- ACTIVITY
Among the lines below, how many have the word "span"? The reply is that number alone.

----------

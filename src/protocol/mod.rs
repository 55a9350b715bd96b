use std::fmt::Display;
use std::ops::Deref;
use std::path::{Path, PathBuf};
use std::sync::Arc;

use serde::{de::Visitor, Deserialize, Serialize};
use sha1::{Digest, Sha1};

pub mod extension;
pub mod peer;
/// Extension for Peers to Send Metadata Files (BEP 9): lets a client join
/// a swarm from a magnet link and pull the info dictionary from peers.
pub mod ut_metadata;

/// Single file entry of a multi-file torrent.
#[derive(Debug, Clone, Deserialize, Serialize)]
pub struct File {
    pub length: u64,
    pub path: Vec<String>,
}

#[derive(Debug, Clone, Deserialize, Serialize)]
#[serde(rename_all = "lowercase")]
pub enum SizeDescriptor {
    Files(Vec<File>),
    Length(u64),
}

/// Torrent output file, normalized and safe against path traversal.
#[derive(Clone, Debug)]
pub struct OutputFile {
    offset: u64,
    length: u64,
    path: PathBuf,
}

impl OutputFile {
    pub fn new(offset: u64, length: u64, path: PathBuf) -> Self {
        Self {
            offset,
            length,
            path,
        }
    }

    pub fn offset(&self) -> u64 {
        self.offset
    }

    pub fn length(&self) -> u64 {
        self.length
    }

    pub fn end(&self) -> u64 {
        self.offset + self.length
    }

    pub fn path(&self) -> &Path {
        &self.path
    }

    pub fn start_piece(&self, piece_length: u64) -> usize {
        (self.offset / piece_length) as usize
    }

    pub fn end_piece(&self, piece_length: u64) -> usize {
        ((self.end().max(1) - 1) / piece_length) as usize
    }
}

/// Info dictionary: the unique descriptor of a torrent. Its SHA-1 over the
/// exact bencoded span is the torrent's identity, so the raw bytes are kept
/// alongside the parsed form.
#[derive(Debug, Clone, Deserialize)]
pub struct Info {
    #[serde(skip)]
    pub raw: bytes::Bytes,
    #[serde(flatten)]
    pub file_descriptor: SizeDescriptor,
    /// Single-file case: the file name. Multi-file case: the directory.
    pub name: String,
    #[serde(rename = "piece length")]
    pub piece_length: u32,
    pub pieces: Hashes,
}

impl bendy::decoding::FromBencode for Info {
    fn decode_bencode_object(
        object: bendy::decoding::Object,
    ) -> Result<Self, bendy::decoding::Error> {
        let dict = object.try_into_dictionary()?;
        let raw = bytes::Bytes::copy_from_slice(dict.into_raw()?);
        let mut info: Info = serde_bencode::from_bytes(&raw)?;
        info.raw = raw;
        Ok(info)
    }
}

impl Display for Info {
    fn fmt(&self, f: &mut std::fmt::Formatter<'_>) -> std::fmt::Result {
        writeln!(f, "Name: {}", self.name)?;
        writeln!(
            f,
            "Pieces: {} x {} = {} bytes",
            self.pieces.len(),
            self.piece_length,
            self.total_size()
        )
    }
}

impl Info {
    pub fn from_bytes(bytes: &[u8]) -> anyhow::Result<Self> {
        bendy::decoding::FromBencode::from_bencode(bytes).map_err(|e| anyhow::anyhow!("{e}"))
    }

    pub fn as_bytes(&self) -> bytes::Bytes {
        self.raw.clone()
    }

    pub fn total_size(&self) -> u64 {
        match &self.file_descriptor {
            SizeDescriptor::Files(files) => files.iter().map(|f| f.length).sum(),
            SizeDescriptor::Length(length) => *length,
        }
    }

    pub fn files_amount(&self) -> usize {
        match &self.file_descriptor {
            SizeDescriptor::Files(files) => files.len(),
            SizeDescriptor::Length(_) => 1,
        }
    }

    pub fn output_files(&self, output_dir: impl AsRef<Path>) -> Vec<OutputFile> {
        let base = output_dir.as_ref().join(&self.name);
        match &self.file_descriptor {
            SizeDescriptor::Files(files) => {
                let mut offset = 0;
                files
                    .iter()
                    .map(|f| {
                        let file = OutputFile::new(
                            offset,
                            f.length,
                            base.join(sanitize_path(PathBuf::from_iter(f.path.iter()))),
                        );
                        offset += f.length;
                        file
                    })
                    .collect()
            }
            SizeDescriptor::Length(length) => {
                vec![OutputFile::new(0, *length, base)]
            }
        }
    }

    pub fn hash(&self) -> [u8; 20] {
        let mut hasher = Sha1::new();
        hasher.update(&self.raw);
        hasher.finalize().into()
    }

    pub fn hex_hash(&self) -> String {
        hex::encode(self.hash())
    }

    /// Length of piece `piece_i`, accounting for the short last piece.
    pub fn piece_len(&self, piece_i: usize) -> u32 {
        crate::utils::piece_size(piece_i, self.piece_length, self.total_size())
    }
}

/// List of 20-byte piece hashes.
#[derive(Debug, Clone)]
pub struct Hashes(pub Arc<[[u8; 20]]>);

impl Hashes {
    pub fn get_hash(&self, piece: usize) -> Option<&[u8; 20]> {
        self.0.get(piece)
    }
}

impl Deref for Hashes {
    type Target = [[u8; 20]];

    fn deref(&self) -> &Self::Target {
        &self.0
    }
}

struct HashesVisitor;

impl Visitor<'_> for HashesVisitor {
    type Value = Hashes;

    fn expecting(&self, formatter: &mut std::fmt::Formatter) -> std::fmt::Result {
        formatter.write_str("byte payload with length divisible by 20")
    }

    fn visit_bytes<E>(self, v: &[u8]) -> Result<Self::Value, E>
    where
        E: serde::de::Error,
    {
        if v.len() % 20 != 0 {
            return Err(serde::de::Error::custom(
                "payload is not a multiple of 20 bytes",
            ));
        }
        let chunks = v
            .chunks_exact(20)
            .map(|chunk| <[u8; 20]>::try_from(chunk).unwrap())
            .collect();
        Ok(Hashes(chunks))
    }

    fn visit_borrowed_bytes<E>(self, v: &[u8]) -> Result<Self::Value, E>
    where
        E: serde::de::Error,
    {
        self.visit_bytes(v)
    }
}

impl<'de> Deserialize<'de> for Hashes {
    fn deserialize<D>(deserializer: D) -> Result<Self, D::Error>
    where
        D: serde::Deserializer<'de>,
    {
        deserializer.deserialize_seq(HashesVisitor)
    }
}

impl Serialize for Hashes {
    fn serialize<S>(&self, serializer: S) -> Result<S::Ok, S::Error>
    where
        S: serde::Serializer,
    {
        serializer.serialize_bytes(&self.0.concat())
    }
}

/// Prevent traversal attacks by dropping suspicious path components.
fn sanitize_path(path: PathBuf) -> PathBuf {
    use std::path::Component;
    let mut normalized = PathBuf::new();
    for component in path.components() {
        match component {
            Component::Prefix(_) | Component::RootDir => {
                tracing::warn!("Path contains absolute component");
            }
            Component::CurDir | Component::ParentDir => {
                tracing::warn!("Path contains relative component");
            }
            Component::Normal(component) => normalized.push(component),
        }
    }
    normalized
}

#[cfg(test)]
mod test {
    use super::{Hashes, Info};

    fn single_file_info() -> Vec<u8> {
        let hashes = [1u8; 40];
        let mut bytes = Vec::new();
        bytes.extend_from_slice(b"d6:lengthi100000e4:name8:test.bin12:piece lengthi65536e6:pieces40:");
        bytes.extend_from_slice(&hashes);
        bytes.push(b'e');
        bytes
    }

    #[test]
    fn parse_single_file_info() {
        let bytes = single_file_info();
        let info = Info::from_bytes(&bytes).unwrap();
        assert_eq!(info.name, "test.bin");
        assert_eq!(info.piece_length, 65536);
        assert_eq!(info.total_size(), 100_000);
        assert_eq!(info.pieces.len(), 2);
        assert_eq!(info.files_amount(), 1);
        // raw span must round-trip exactly for the hash to be stable
        assert_eq!(info.as_bytes(), bytes);
        assert_eq!(info.piece_len(0), 65536);
        assert_eq!(info.piece_len(1), 100_000 - 65536);
    }

    #[test]
    fn output_files_strip_traversal() {
        let hashes = [0u8; 20];
        let mut bytes = Vec::new();
        bytes.extend_from_slice(
            b"d5:filesld6:lengthi10e4:pathl2:..6:../../8:evil.binee"
        );
        bytes.extend_from_slice(b"d6:lengthi20e4:pathl3:sub8:good.bineee");
        bytes.extend_from_slice(b"4:name3:dir12:piece lengthi16384e6:pieces20:");
        bytes.extend_from_slice(&hashes);
        bytes.push(b'e');
        let info = Info::from_bytes(&bytes).unwrap();
        let files = info.output_files("/tmp");
        assert_eq!(files.len(), 2);
        assert_eq!(files[0].path(), std::path::Path::new("/tmp/dir/evil.bin"));
        assert_eq!(files[1].path(), std::path::Path::new("/tmp/dir/sub/good.bin"));
        assert_eq!(files[0].offset(), 0);
        assert_eq!(files[1].offset(), 10);
        assert_eq!(info.total_size(), 30);
    }

    #[test]
    fn hashes_round_trip() {
        let mut payload = Vec::new();
        payload.extend_from_slice(&[7; 20]);
        payload.extend_from_slice(&[9; 20]);
        let hashes: Hashes = serde_bencode::from_bytes(
            &[b"40:".to_vec(), payload.clone()].concat(),
        )
        .unwrap();
        assert_eq!(hashes.len(), 2);
        assert_eq!(hashes.get_hash(0), Some(&[7; 20]));
        assert_eq!(hashes.get_hash(2), None);
        let back = serde_bencode::to_bytes(&hashes).unwrap();
        assert_eq!(back, [b"40:".to_vec(), payload].concat());
    }
}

----------

- ANSWER TO THE EXERCISE
2